Stored data entries:
'''
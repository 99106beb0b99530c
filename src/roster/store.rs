//! SQLite-backed permission store.
//!
//! Sole source of truth for consent, community enablement and admin grants.
//! Thread-safe via an internal `Mutex<Connection>`: every public operation
//! holds the lock for its whole duration, and multi-statement operations run
//! inside one transaction, so two writers touching the same
//! (community, member) pair are serialized and never lose an update.

use std::collections::BTreeSet;
use std::path::Path;
use std::sync::{Mutex, MutexGuard};

use rand::Rng;
use rand::seq::SliceRandom;
use rusqlite::{Connection, OptionalExtension, Transaction, params};

use super::schema::{apply_schema, read_schema_version};
use super::types::{
    CURRENT_SCHEMA_VERSION, Community, CommunityId, Member, MemberId,
};
use crate::error::StoreError;

/// Result alias for store operations.
pub type StoreResult<T> = Result<T, StoreError>;

/// Persistent roster and permission state.
pub struct PermissionStore {
    conn: Mutex<Connection>,
}

impl PermissionStore {
    /// Open (or create) the roster database at `path`.
    ///
    /// Creates parent directories, applies the schema and rejects databases
    /// written by a newer schema version.
    pub fn open(path: &Path) -> StoreResult<Self> {
        if let Some(parent) = path.parent()
            && !parent.as_os_str().is_empty()
        {
            std::fs::create_dir_all(parent).map_err(|e| StoreError::Io(e.to_string()))?;
        }
        let conn = Connection::open(path)?;
        conn.pragma_update_and_check(None, "journal_mode", "WAL", |_| Ok(()))?;
        conn.busy_timeout(std::time::Duration::from_secs(5))?;
        Self::from_connection(conn)
    }

    /// Open a private in-memory database (tests, dry runs).
    pub fn open_in_memory() -> StoreResult<Self> {
        Self::from_connection(Connection::open_in_memory()?)
    }

    fn from_connection(conn: Connection) -> StoreResult<Self> {
        if let Some(found) = read_existing_version(&conn)?
            && found > CURRENT_SCHEMA_VERSION
        {
            return Err(StoreError::UnsupportedSchemaVersion {
                found,
                supported: CURRENT_SCHEMA_VERSION,
            });
        }
        apply_schema(&conn)?;
        Ok(Self {
            conn: Mutex::new(conn),
        })
    }

    fn lock(&self) -> StoreResult<MutexGuard<'_, Connection>> {
        self.conn.lock().map_err(|_| StoreError::LockPoisoned)
    }

    /// Read the current schema version from the database.
    pub fn schema_version(&self) -> StoreResult<Option<u32>> {
        let conn = self.lock()?;
        Ok(read_schema_version(&conn)?)
    }

    /// Run `f` inside one write transaction while holding the store lock.
    ///
    /// The transaction commits only when `f` returns `Ok`; any error rolls
    /// every write back.
    pub fn with_transaction<T, F>(&self, f: F) -> StoreResult<T>
    where
        F: FnOnce(&RosterTx<'_>) -> StoreResult<T>,
    {
        let mut conn = self.lock()?;
        let tx = conn.transaction()?;
        let value = f(&RosterTx { tx: &tx })?;
        tx.commit()?;
        Ok(value)
    }

    // ── reads ───────────────────────────────────────────────────────────

    pub fn member(&self, id: &MemberId) -> StoreResult<Option<Member>> {
        let conn = self.lock()?;
        let member = conn
            .query_row(
                "SELECT id, display_name, consent FROM members WHERE id = ?1",
                params![id.as_str()],
                |row| {
                    Ok(Member {
                        id: MemberId::new(row.get::<_, String>(0)?),
                        display_name: row.get(1)?,
                        consent: row.get::<_, i64>(2)? != 0,
                    })
                },
            )
            .optional()?;
        Ok(member)
    }

    pub fn community(&self, id: &CommunityId) -> StoreResult<Option<Community>> {
        let conn = self.lock()?;
        let community = conn
            .query_row(
                "SELECT id, name, enabled FROM communities WHERE id = ?1",
                params![id.as_str()],
                |row| {
                    Ok(Community {
                        id: CommunityId::new(row.get::<_, String>(0)?),
                        name: row.get(1)?,
                        enabled: row.get::<_, i64>(2)? != 0,
                    })
                },
            )
            .optional()?;
        Ok(community)
    }

    pub fn is_member_of(&self, member: &MemberId, community: &CommunityId) -> StoreResult<bool> {
        let conn = self.lock()?;
        Ok(RosterTx::exists(
            &conn,
            "SELECT 1 FROM memberships WHERE community_id = ?1 AND member_id = ?2",
            community.as_str(),
            member.as_str(),
        )?)
    }

    /// Communities the member belongs to.
    pub fn memberships_of(&self, member: &MemberId) -> StoreResult<BTreeSet<CommunityId>> {
        let conn = self.lock()?;
        collect_ids(
            &conn,
            "SELECT community_id FROM memberships WHERE member_id = ?1",
            member.as_str(),
            CommunityId::from,
        )
    }

    pub fn is_admin_of(&self, member: &MemberId, community: &CommunityId) -> StoreResult<bool> {
        let conn = self.lock()?;
        Ok(RosterTx::exists(
            &conn,
            "SELECT 1 FROM admin_grants WHERE community_id = ?1 AND member_id = ?2",
            community.as_str(),
            member.as_str(),
        )?)
    }

    /// Communities where the member holds an admin grant.
    pub fn admin_communities(&self, member: &MemberId) -> StoreResult<BTreeSet<CommunityId>> {
        let conn = self.lock()?;
        collect_ids(
            &conn,
            "SELECT community_id FROM admin_grants WHERE member_id = ?1",
            member.as_str(),
            CommunityId::from,
        )
    }

    /// Communities that currently take part in scheduled notifications.
    pub fn enabled_communities(&self) -> StoreResult<Vec<CommunityId>> {
        let conn = self.lock()?;
        let mut stmt = conn.prepare("SELECT id FROM communities WHERE enabled = 1")?;
        let rows = stmt.query_map([], |row| row.get::<_, String>(0))?;
        let mut ids = Vec::new();
        for row in rows {
            ids.push(CommunityId::new(row?));
        }
        Ok(ids)
    }

    /// Consenting members of `community`.
    pub fn eligible_members(&self, community: &CommunityId) -> StoreResult<BTreeSet<MemberId>> {
        let conn = self.lock()?;
        collect_ids(
            &conn,
            "SELECT m.id FROM members m \
             JOIN memberships ms ON ms.member_id = m.id \
             WHERE ms.community_id = ?1 AND m.consent = 1",
            community.as_str(),
            MemberId::from,
        )
    }

    /// Choose one eligible member of `community` uniformly at random.
    ///
    /// The eligible set is materialized first and a single choice is made
    /// from it, so this returns `None` immediately when nobody qualifies.
    pub fn pick_eligible_recipient(&self, community: &CommunityId) -> StoreResult<Option<MemberId>> {
        self.pick_eligible_recipient_with(community, &mut rand::thread_rng())
    }

    /// [`Self::pick_eligible_recipient`] with a caller-supplied RNG.
    pub fn pick_eligible_recipient_with<R: Rng + ?Sized>(
        &self,
        community: &CommunityId,
        rng: &mut R,
    ) -> StoreResult<Option<MemberId>> {
        let eligible: Vec<MemberId> = self.eligible_members(community)?.into_iter().collect();
        Ok(eligible.choose(rng).cloned())
    }

    // ── writes ──────────────────────────────────────────────────────────

    /// Set the member's consent flag. Idempotent; admin grants and
    /// memberships are untouched. Returns `false` for an unknown member.
    pub fn set_consent(&self, member: &MemberId, consent: bool) -> StoreResult<bool> {
        let conn = self.lock()?;
        let rows = conn.execute(
            "UPDATE members SET consent = ?1 WHERE id = ?2",
            params![bool_to_int(consent), member.as_str()],
        )?;
        Ok(rows > 0)
    }

    /// Enable or disable scheduled notifications for a community. Idempotent.
    /// Returns `false` for an unknown community.
    pub fn set_enabled(&self, community: &CommunityId, enabled: bool) -> StoreResult<bool> {
        let conn = self.lock()?;
        let rows = conn.execute(
            "UPDATE communities SET enabled = ?1 WHERE id = ?2",
            params![bool_to_int(enabled), community.as_str()],
        )?;
        Ok(rows > 0)
    }

    /// Remove a community together with its memberships and grants.
    pub fn remove_community(&self, community: &CommunityId) -> StoreResult<bool> {
        let conn = self.lock()?;
        let rows = conn.execute(
            "DELETE FROM communities WHERE id = ?1",
            params![community.as_str()],
        )?;
        Ok(rows > 0)
    }
}

/// Row-level roster primitives available inside
/// [`PermissionStore::with_transaction`].
pub struct RosterTx<'a> {
    tx: &'a Transaction<'a>,
}

impl RosterTx<'_> {
    /// Display name of the member, or `None` when no row exists.
    pub fn member_name(&self, id: &MemberId) -> StoreResult<Option<String>> {
        Ok(self
            .tx
            .query_row(
                "SELECT display_name FROM members WHERE id = ?1",
                params![id.as_str()],
                |row| row.get(0),
            )
            .optional()?)
    }

    /// Insert a member with `consent = true`.
    pub fn insert_member(&self, id: &MemberId, display_name: &str) -> StoreResult<()> {
        self.tx.execute(
            "INSERT INTO members (id, display_name, consent, created_at) VALUES (?1, ?2, 1, ?3)",
            params![id.as_str(), display_name, now_epoch_secs()],
        )?;
        Ok(())
    }

    pub fn rename_member(&self, id: &MemberId, display_name: &str) -> StoreResult<()> {
        self.tx.execute(
            "UPDATE members SET display_name = ?1 WHERE id = ?2",
            params![display_name, id.as_str()],
        )?;
        Ok(())
    }

    /// Name of the community, or `None` when no row exists.
    pub fn community_name(&self, id: &CommunityId) -> StoreResult<Option<String>> {
        Ok(self
            .tx
            .query_row(
                "SELECT name FROM communities WHERE id = ?1",
                params![id.as_str()],
                |row| row.get(0),
            )
            .optional()?)
    }

    /// Insert a community with `enabled = true`.
    pub fn insert_community(&self, id: &CommunityId, name: &str) -> StoreResult<()> {
        self.tx.execute(
            "INSERT INTO communities (id, name, enabled, created_at) VALUES (?1, ?2, 1, ?3)",
            params![id.as_str(), name, now_epoch_secs()],
        )?;
        Ok(())
    }

    pub fn rename_community(&self, id: &CommunityId, name: &str) -> StoreResult<()> {
        self.tx.execute(
            "UPDATE communities SET name = ?1 WHERE id = ?2",
            params![name, id.as_str()],
        )?;
        Ok(())
    }

    pub fn membership_exists(&self, community: &CommunityId, member: &MemberId) -> StoreResult<bool> {
        Ok(Self::exists(
            self.tx,
            "SELECT 1 FROM memberships WHERE community_id = ?1 AND member_id = ?2",
            community.as_str(),
            member.as_str(),
        )?)
    }

    pub fn insert_membership(&self, community: &CommunityId, member: &MemberId) -> StoreResult<()> {
        self.tx.execute(
            "INSERT INTO memberships (community_id, member_id) VALUES (?1, ?2)",
            params![community.as_str(), member.as_str()],
        )?;
        Ok(())
    }

    pub fn admin_grant_exists(&self, community: &CommunityId, member: &MemberId) -> StoreResult<bool> {
        Ok(Self::exists(
            self.tx,
            "SELECT 1 FROM admin_grants WHERE community_id = ?1 AND member_id = ?2",
            community.as_str(),
            member.as_str(),
        )?)
    }

    pub fn insert_admin_grant(&self, community: &CommunityId, member: &MemberId) -> StoreResult<()> {
        self.tx.execute(
            "INSERT INTO admin_grants (community_id, member_id, granted_at) VALUES (?1, ?2, ?3)",
            params![community.as_str(), member.as_str(), now_epoch_secs()],
        )?;
        Ok(())
    }

    pub fn delete_admin_grant(&self, community: &CommunityId, member: &MemberId) -> StoreResult<()> {
        self.tx.execute(
            "DELETE FROM admin_grants WHERE community_id = ?1 AND member_id = ?2",
            params![community.as_str(), member.as_str()],
        )?;
        Ok(())
    }

    fn exists(conn: &Connection, sql: &str, community: &str, member: &str) -> rusqlite::Result<bool> {
        conn.query_row(sql, params![community, member], |_| Ok(()))
            .optional()
            .map(|row| row.is_some())
    }
}

fn read_existing_version(conn: &Connection) -> StoreResult<Option<u32>> {
    let has_meta: bool = conn
        .query_row(
            "SELECT 1 FROM sqlite_master WHERE type = 'table' AND name = 'schema_meta'",
            [],
            |_| Ok(()),
        )
        .optional()?
        .is_some();
    if !has_meta {
        return Ok(None);
    }
    Ok(read_schema_version(conn)?)
}

fn collect_ids<T>(
    conn: &Connection,
    sql: &str,
    key: &str,
    wrap: fn(String) -> T,
) -> StoreResult<BTreeSet<T>>
where
    T: Ord,
{
    let mut stmt = conn.prepare(sql)?;
    let rows = stmt.query_map(params![key], |row| row.get::<_, String>(0))?;
    let mut ids = BTreeSet::new();
    for row in rows {
        ids.insert(wrap(row?));
    }
    Ok(ids)
}

fn bool_to_int(value: bool) -> i64 {
    if value { 1 } else { 0 }
}

fn now_epoch_secs() -> i64 {
    chrono::Utc::now().timestamp()
}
'''
Exercise -> Filter the data above down to lines with the word "stmt", and copy them.

Result of this exercise ->
        let mut stmt = conn.prepare("SELECT id FROM communities WHERE enabled = 1")?;
        let rows = stmt.query_map([], |row| row.get::<_, String>(0))?;
    let mut stmt = conn.prepare(sql)?;
    let rows = stmt.query_map(params![key], |row| row.get::<_, String>(0))?;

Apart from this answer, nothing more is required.